Wednesday, November 6
Three parts: 1. A simple conditioning effort to keep the engine primed for Friday. 2. Body Armor 3. Odd-Object Recovery. ACTIVATION EMOM 9: Minute 1: 1 Minute Easy Machine Minute 2: 1 Minute Inchworms Minute 3: 30 Seconds Front Plank + 30 Seconds of Sit-ups Barbell Warmup 5 Good Mornings 5 Back Squats 5 Elbow Rotations 5 Strict Press & Reach 5 Romanian Deadlifts 5 Front Squats
My Fitness Pals (AMRAP - Rounds)
On the Minute x 20 (5 Rounds): Minute 1 - 50 Double-Unders Minute 2 - 25 AbMat Sit-Ups Minute 3 - Max Calorie Assault Bike Minute 4 - Rest *20 rounds marks completion today A very simple conditioning piece for the lungs and legs, but to reduce any sort of residual impact for Friday.
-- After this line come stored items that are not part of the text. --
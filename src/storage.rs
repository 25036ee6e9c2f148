use crate::models::{CanonicalSeries, PointTag};
use anyhow::Result;
use csv::WriterBuilder;
use std::fs::File;
use std::io::Write;
use std::path::Path;

/// Save a canonical series as tidy CSV with header (one row = one point).
pub fn save_csv<P: AsRef<Path>>(series: &CanonicalSeries, path: P) -> Result<()> {
    let mut wtr = WriterBuilder::new().from_path(path)?;
    wtr.serialize((
        series.x_label.as_str(),
        series.y_label.as_str(),
        "segment",
        "lower_bound",
        "upper_bound",
    ))?;
    for p in &series.points {
        let segment = match p.tag {
            Some(PointTag::Historical) => Some("historical"),
            Some(PointTag::Forecast) => Some("forecast"),
            None => None,
        };
        wtr.serialize((&p.x, p.y, segment, p.lower_bound, p.upper_bound))?;
    }
    // Multi-series charts flatten to (name, x, y) rows after the main block.
    for sub in &series.series {
        for (x, y) in &sub.points {
            wtr.serialize((x, Some(*y), Some(sub.name.as_str()), None::<f64>, None::<f64>))?;
        }
    }
    wtr.flush()?;
    Ok(())
}

/// Save a canonical series as pretty JSON.
pub fn save_json<P: AsRef<Path>>(series: &CanonicalSeries, path: P) -> Result<()> {
    let mut f = File::create(path)?;
    let s = serde_json::to_string_pretty(series)?;
    f.write_all(s.as_bytes())?;
    Ok(())
}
On the bike, the aim is to find a consistent pace across all five rounds. Aggressive, but sustainable. On the DU and sit-up minutes, we are to be completed with the movement by the :50s mark. We can either modify our volume from the start, or time cap ourselves in the workout to ensure we are moving on at the proper times.
Metcon (AMRAP - Rounds)
A) 4 Sets: 7 Tempo Kettlebell Deadlifts 7 Barbell Bench Press B) 4 Sets: 7 Tempo Weighted Hip Extensions Rest as needed between sets. Tempo KB Deadlifts - This is a tempo only down. With two kettlebells, a regular deadlift, followed by a 5s negative to the floor. Bench Press - Build to a moderate set of 7, with each set being unbroken. Heavier side, but must be unbroken which will control the higher loadings (not the aim today). Tempo Weighted Hip Extensions - Just like the tempo KB deadlifts, this is a tempo only down. Holding a plate across the chest after getting into the hip extension, it is a regular speed up, and tempo 5s negative down.